Task instructions :: For each line of the listing below that contains the string "SigningEngine", copy the line.

Records provided ::

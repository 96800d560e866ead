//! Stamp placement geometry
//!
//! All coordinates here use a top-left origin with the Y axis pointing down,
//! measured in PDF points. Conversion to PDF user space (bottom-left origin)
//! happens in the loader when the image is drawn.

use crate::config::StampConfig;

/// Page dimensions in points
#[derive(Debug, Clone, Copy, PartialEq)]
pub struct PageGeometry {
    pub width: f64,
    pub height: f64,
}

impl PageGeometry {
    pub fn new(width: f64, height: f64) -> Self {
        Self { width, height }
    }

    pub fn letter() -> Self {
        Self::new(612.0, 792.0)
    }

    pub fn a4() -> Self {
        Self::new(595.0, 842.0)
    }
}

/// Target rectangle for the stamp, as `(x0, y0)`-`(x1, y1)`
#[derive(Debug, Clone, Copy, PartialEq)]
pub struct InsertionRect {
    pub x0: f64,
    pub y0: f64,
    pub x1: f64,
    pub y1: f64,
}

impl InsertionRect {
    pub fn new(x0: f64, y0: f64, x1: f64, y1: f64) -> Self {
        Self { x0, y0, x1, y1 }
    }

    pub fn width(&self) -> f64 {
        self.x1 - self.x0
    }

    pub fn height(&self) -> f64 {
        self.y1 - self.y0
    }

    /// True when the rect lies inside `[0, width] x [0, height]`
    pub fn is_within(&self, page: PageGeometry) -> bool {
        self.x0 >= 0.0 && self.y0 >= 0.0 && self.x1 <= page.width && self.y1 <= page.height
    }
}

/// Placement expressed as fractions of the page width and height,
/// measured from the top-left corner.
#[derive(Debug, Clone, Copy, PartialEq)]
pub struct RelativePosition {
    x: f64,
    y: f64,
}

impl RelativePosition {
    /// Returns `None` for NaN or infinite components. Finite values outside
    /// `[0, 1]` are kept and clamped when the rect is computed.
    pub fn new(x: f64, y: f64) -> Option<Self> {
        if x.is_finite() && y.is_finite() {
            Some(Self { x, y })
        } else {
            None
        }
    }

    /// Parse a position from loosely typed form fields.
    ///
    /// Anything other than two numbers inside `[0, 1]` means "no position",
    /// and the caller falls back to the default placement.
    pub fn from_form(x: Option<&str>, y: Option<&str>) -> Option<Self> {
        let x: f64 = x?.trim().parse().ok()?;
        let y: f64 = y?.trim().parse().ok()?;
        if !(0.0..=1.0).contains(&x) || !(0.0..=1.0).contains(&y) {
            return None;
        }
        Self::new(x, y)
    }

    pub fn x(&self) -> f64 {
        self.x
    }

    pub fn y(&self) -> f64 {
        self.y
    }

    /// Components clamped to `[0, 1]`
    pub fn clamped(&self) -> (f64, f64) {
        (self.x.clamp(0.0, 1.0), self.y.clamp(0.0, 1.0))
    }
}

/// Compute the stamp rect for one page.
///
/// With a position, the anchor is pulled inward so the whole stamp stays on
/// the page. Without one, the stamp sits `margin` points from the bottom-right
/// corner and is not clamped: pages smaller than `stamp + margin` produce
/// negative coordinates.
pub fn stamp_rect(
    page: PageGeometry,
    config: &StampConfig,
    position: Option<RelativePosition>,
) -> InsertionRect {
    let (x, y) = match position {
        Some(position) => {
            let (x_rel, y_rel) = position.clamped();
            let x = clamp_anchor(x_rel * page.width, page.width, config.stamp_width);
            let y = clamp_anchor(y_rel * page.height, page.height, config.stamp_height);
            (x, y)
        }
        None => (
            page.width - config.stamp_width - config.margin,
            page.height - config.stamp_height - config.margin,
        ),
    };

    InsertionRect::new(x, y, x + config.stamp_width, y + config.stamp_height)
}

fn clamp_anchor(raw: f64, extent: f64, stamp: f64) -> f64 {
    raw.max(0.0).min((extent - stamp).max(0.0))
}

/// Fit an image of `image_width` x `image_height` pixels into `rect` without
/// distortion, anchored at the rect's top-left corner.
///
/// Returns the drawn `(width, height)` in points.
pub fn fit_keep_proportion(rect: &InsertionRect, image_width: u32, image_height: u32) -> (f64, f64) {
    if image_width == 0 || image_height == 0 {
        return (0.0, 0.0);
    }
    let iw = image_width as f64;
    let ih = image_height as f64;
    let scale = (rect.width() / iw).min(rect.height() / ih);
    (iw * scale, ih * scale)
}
--
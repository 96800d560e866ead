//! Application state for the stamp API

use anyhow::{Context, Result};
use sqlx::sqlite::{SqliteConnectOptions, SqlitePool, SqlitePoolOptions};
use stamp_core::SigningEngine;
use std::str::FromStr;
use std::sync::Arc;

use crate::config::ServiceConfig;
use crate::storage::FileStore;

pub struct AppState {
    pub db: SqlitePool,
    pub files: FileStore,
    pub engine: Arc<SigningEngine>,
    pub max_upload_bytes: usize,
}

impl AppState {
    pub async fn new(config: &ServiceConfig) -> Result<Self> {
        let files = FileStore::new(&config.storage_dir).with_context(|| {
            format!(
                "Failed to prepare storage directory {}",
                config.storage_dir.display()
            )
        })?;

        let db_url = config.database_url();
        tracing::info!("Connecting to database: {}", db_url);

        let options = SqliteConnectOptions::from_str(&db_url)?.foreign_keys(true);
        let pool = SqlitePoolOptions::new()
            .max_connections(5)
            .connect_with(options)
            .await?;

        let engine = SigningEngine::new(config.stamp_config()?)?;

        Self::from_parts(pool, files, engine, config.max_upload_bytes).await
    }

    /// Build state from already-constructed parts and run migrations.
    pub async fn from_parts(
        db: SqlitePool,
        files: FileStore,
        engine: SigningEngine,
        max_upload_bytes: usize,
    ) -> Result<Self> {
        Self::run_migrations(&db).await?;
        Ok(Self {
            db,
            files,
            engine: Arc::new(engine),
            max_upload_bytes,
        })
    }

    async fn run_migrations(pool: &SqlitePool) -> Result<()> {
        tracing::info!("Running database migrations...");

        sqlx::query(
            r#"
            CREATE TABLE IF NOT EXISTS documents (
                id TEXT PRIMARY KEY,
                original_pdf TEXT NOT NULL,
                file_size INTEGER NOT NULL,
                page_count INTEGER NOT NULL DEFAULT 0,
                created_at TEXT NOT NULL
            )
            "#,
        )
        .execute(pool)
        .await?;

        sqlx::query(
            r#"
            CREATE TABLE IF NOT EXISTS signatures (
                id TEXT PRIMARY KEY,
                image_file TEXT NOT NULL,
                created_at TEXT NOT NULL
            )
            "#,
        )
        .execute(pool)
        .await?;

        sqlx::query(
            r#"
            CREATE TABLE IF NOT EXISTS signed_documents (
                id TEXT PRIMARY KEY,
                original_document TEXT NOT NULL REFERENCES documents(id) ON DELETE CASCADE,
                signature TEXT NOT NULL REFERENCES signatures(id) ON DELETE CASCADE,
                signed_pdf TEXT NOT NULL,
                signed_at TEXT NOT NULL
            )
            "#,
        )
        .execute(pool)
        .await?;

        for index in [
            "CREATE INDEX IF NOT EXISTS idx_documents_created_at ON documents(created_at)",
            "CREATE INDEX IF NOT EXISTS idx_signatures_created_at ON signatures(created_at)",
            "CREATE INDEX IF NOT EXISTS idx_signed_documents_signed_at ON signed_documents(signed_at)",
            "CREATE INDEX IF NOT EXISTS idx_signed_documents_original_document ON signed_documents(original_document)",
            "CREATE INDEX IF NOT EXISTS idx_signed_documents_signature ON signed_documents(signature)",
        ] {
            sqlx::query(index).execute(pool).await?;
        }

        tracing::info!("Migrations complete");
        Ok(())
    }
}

Answer section ::
use stamp_core::SigningEngine;
    pub engine: Arc<SigningEngine>,
        let engine = SigningEngine::new(config.stamp_config()?)?;
        engine: SigningEngine,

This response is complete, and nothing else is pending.